Work required: What is the number of lines in the records below holding the string "PieceShape"? Reply with it and nothing else.

Data records:
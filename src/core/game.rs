//! Game engine - the per-session state machine.
//!
//! Pure, deterministic given its RNG seed: inputs and gravity substeps are
//! the only ways the state advances. Every update computes a candidate
//! placement first and validates it against the board; the board itself is
//! mutated only when a piece locks. Callers render from [`Game::canvas`],
//! never from the raw board, so a rejected placement can never be shown as
//! committed state.

use crate::types::{
    Phase, TetInput, FIELD_WIDTH, INIT_LINES_PER_LEVEL, MAX_LEVEL, STEP_TIME_GRANULARITY_MS,
    STEP_TIME_INIT_MS, STEP_TIME_MAX_MS, TIME_FACTOR_PER_LEVEL,
};

use super::board::{Board, Canvas};
use super::pieces::{get_shape, shape_width, PieceShape, Rotation};
use super::rng::SimpleRng;

/// The falling piece: a shape, a discrete rotation and a top-left anchor.
#[derive(Debug, Clone, Copy, PartialEq, Eq)]
pub struct Tetromino {
    pub kind: crate::types::PieceKind,
    pub rotation: Rotation,
    pub x: i8,
    pub y: i8,
}

impl Tetromino {
    /// Occupied-cell offsets for the current rotation.
    pub fn shape(&self) -> PieceShape {
        get_shape(self.kind, self.rotation)
    }

    /// Same piece shifted by (dx, dy).
    pub fn offset(self, dx: i8, dy: i8) -> Self {
        Self {
            x: self.x + dx,
            y: self.y + dy,
            ..self
        }
    }

    /// All four cells in bounds and not occupied by locked cells.
    pub fn is_valid(&self, board: &Board) -> bool {
        self.shape()
            .iter()
            .all(|&(dx, dy)| board.is_vacant(self.x + dx, self.y + dy))
    }
}

/// Complete state of one game session.
#[derive(Debug, Clone)]
pub struct Game {
    board: Board,
    piece: Tetromino,
    phase: Phase,
    points: u32,
    level: u32,
    lines_to_go: u32,
    /// Remaining time until the next gravity step, counted down in
    /// granularity units by `handle_substep`.
    step_timer_ms: u32,
    /// Interval the timer reloads from; adjusted by pace inputs and level.
    step_interval_ms: u32,
    rng: SimpleRng,
}

impl Game {
    /// Create a new game with the given RNG seed.
    pub fn new(seed: u32) -> Self {
        Self::with_rng(SimpleRng::new(seed))
    }

    /// Create a new game seeded from the wall clock.
    pub fn from_entropy(salt: u32) -> Self {
        Self::with_rng(SimpleRng::from_entropy(salt))
    }

    fn with_rng(mut rng: SimpleRng) -> Self {
        let piece = Self::random_piece(&mut rng);
        Self {
            board: Board::new(),
            piece,
            phase: Phase::InProgress,
            points: 0,
            level: 1,
            lines_to_go: INIT_LINES_PER_LEVEL,
            step_timer_ms: STEP_TIME_INIT_MS,
            step_interval_ms: STEP_TIME_INIT_MS,
            rng,
        }
    }

    pub fn phase(&self) -> Phase {
        self.phase
    }

    pub fn points(&self) -> u32 {
        self.points
    }

    pub fn level(&self) -> u32 {
        self.level
    }

    pub fn lines_to_go(&self) -> u32 {
        self.lines_to_go
    }

    pub fn step_interval_ms(&self) -> u32 {
        self.step_interval_ms
    }

    pub fn piece(&self) -> Tetromino {
        self.piece
    }

    pub fn board(&self) -> &Board {
        &self.board
    }

    #[cfg(test)]
    pub(crate) fn board_mut(&mut self) -> &mut Board {
        &mut self.board
    }

    #[cfg(test)]
    pub(crate) fn set_piece(&mut self, piece: Tetromino) {
        self.piece = piece;
    }

    /// Render view: committed board with the falling piece overlaid.
    pub fn canvas(&self) -> Canvas {
        let mut canvas = Canvas::of_board(&self.board);
        canvas.overlay(&self.piece.shape(), self.piece.x, self.piece.y, self.piece.kind);
        canvas
    }

    /// Apply one client input.
    pub fn handle_input(&mut self, input: TetInput) {
        match self.phase {
            Phase::Stopped => {
                // Only the pause toggle and a restart are honored while paused.
                match input {
                    TetInput::Pause => self.phase = Phase::InProgress,
                    TetInput::Restart => self.restart(),
                    _ => {}
                }
                return;
            }
            Phase::Lose | Phase::Win => {
                if input == TetInput::Restart {
                    self.restart();
                }
                return;
            }
            Phase::InProgress => {}
        }

        match input {
            TetInput::Void => {}
            TetInput::Left => {
                self.try_candidate(self.piece.offset(-1, 0));
            }
            TetInput::Right => {
                self.try_candidate(self.piece.offset(1, 0));
            }
            TetInput::Down => self.step_down(),
            TetInput::DownInstant => {
                // Advance to the lowest valid row, then lock there.
                loop {
                    let next = self.piece.offset(0, 1);
                    if !next.is_valid(&self.board) {
                        break;
                    }
                    self.piece = next;
                }
                self.lock_and_respawn();
            }
            TetInput::RotateCw => {
                let mut candidate = self.piece;
                candidate.rotation = candidate.rotation.rotate_cw();
                self.try_candidate(candidate);
            }
            TetInput::RotateCcw => {
                let mut candidate = self.piece;
                candidate.rotation = candidate.rotation.rotate_ccw();
                self.try_candidate(candidate);
            }
            TetInput::Cheat => {
                // New shape, same anchor and rotation, no lock.
                let mut candidate = self.piece;
                candidate.kind = self.rng.next_piece();
                self.try_candidate(candidate);
            }
            TetInput::Pause => self.phase = Phase::Stopped,
            TetInput::Restart => self.restart(),
            TetInput::Faster => self.change_step_time(0.5),
            TetInput::Slower => self.change_step_time(2.0),
        }
    }

    /// Advance the gravity countdown by one granularity tick.
    ///
    /// Called roughly every `STEP_TIME_GRANULARITY_MS` of wall-clock time;
    /// the piece falls one row whenever the countdown runs out.
    pub fn handle_substep(&mut self) {
        if self.phase != Phase::InProgress {
            return;
        }
        if self.step_timer_ms > STEP_TIME_GRANULARITY_MS {
            self.step_timer_ms -= STEP_TIME_GRANULARITY_MS;
            return;
        }
        self.step_timer_ms = self.step_interval_ms;
        self.step_down();
    }

    /// Reinitialize to a fresh session; the RNG sequence keeps rolling.
    pub fn restart(&mut self) {
        self.board.clear();
        self.points = 0;
        self.level = 1;
        self.lines_to_go = INIT_LINES_PER_LEVEL;
        self.step_timer_ms = STEP_TIME_INIT_MS;
        self.step_interval_ms = STEP_TIME_INIT_MS;
        self.phase = Phase::InProgress;
        // A fresh board cannot reject a spawn.
        self.piece = Self::random_piece(&mut self.rng);
    }

    /// Move to the candidate placement if it validates; reject silently
    /// without touching board or piece otherwise.
    fn try_candidate(&mut self, candidate: Tetromino) -> bool {
        if candidate.is_valid(&self.board) {
            self.piece = candidate;
            true
        } else {
            false
        }
    }

    /// One row of gravity; a rejected drop locks the piece in place.
    fn step_down(&mut self) {
        if !self.try_candidate(self.piece.offset(0, 1)) {
            self.lock_and_respawn();
        }
    }

    fn lock_and_respawn(&mut self) {
        self.board
            .lock(&self.piece.shape(), self.piece.x, self.piece.y, self.piece.kind);
        self.score_cleared_rows();
        if self.phase != Phase::InProgress {
            return;
        }
        self.piece = Self::random_piece(&mut self.rng);
        if !self.piece.is_valid(&self.board) {
            self.phase = Phase::Lose;
        }
    }

    /// Clear full rows, award points and handle leveling.
    ///
    /// With `k` rows cleared and `m` = 1 + the number of immediately
    /// adjacent cleared pairs, the award is `(2^(m-1) + k) * level`.
    fn score_cleared_rows(&mut self) {
        let cleared = self.board.clear_full_rows();
        let k = cleared.len() as u32;
        if k == 0 {
            return;
        }

        let mut adjacent_pairs = 0u32;
        for pair in cleared.windows(2) {
            // Indices arrive bottom-to-top (descending).
            if pair[0] - 1 == pair[1] {
                adjacent_pairs += 1;
            }
        }
        let m = adjacent_pairs + 1;
        self.points += ((1u32 << (m - 1)) + k) * self.level;

        if self.lines_to_go <= k {
            if self.level >= MAX_LEVEL {
                self.phase = Phase::Win;
                return;
            }
            self.level += 1;
            self.lines_to_go = self.level * INIT_LINES_PER_LEVEL;
            self.step_interval_ms =
                (self.step_interval_ms as f32 * TIME_FACTOR_PER_LEVEL) as u32;
        } else {
            self.lines_to_go -= k;
        }
    }

    /// Pace adjustment, clamped to [granularity, 2000] ms.
    fn change_step_time(&mut self, factor: f32) {
        let scaled = (self.step_interval_ms as f32 * factor) as u32;
        self.step_interval_ms = scaled.clamp(STEP_TIME_GRANULARITY_MS, STEP_TIME_MAX_MS);
    }

    fn random_piece(rng: &mut SimpleRng) -> Tetromino {
        let kind = rng.next_piece();
        let width = shape_width(kind, Rotation::North);
        let x = rng.next_range((FIELD_WIDTH - width) as u32) as i8;
        Tetromino {
            kind,
            rotation: Rotation::North,
            x,
            y: 0,
        }
    }
}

Exercise result: 2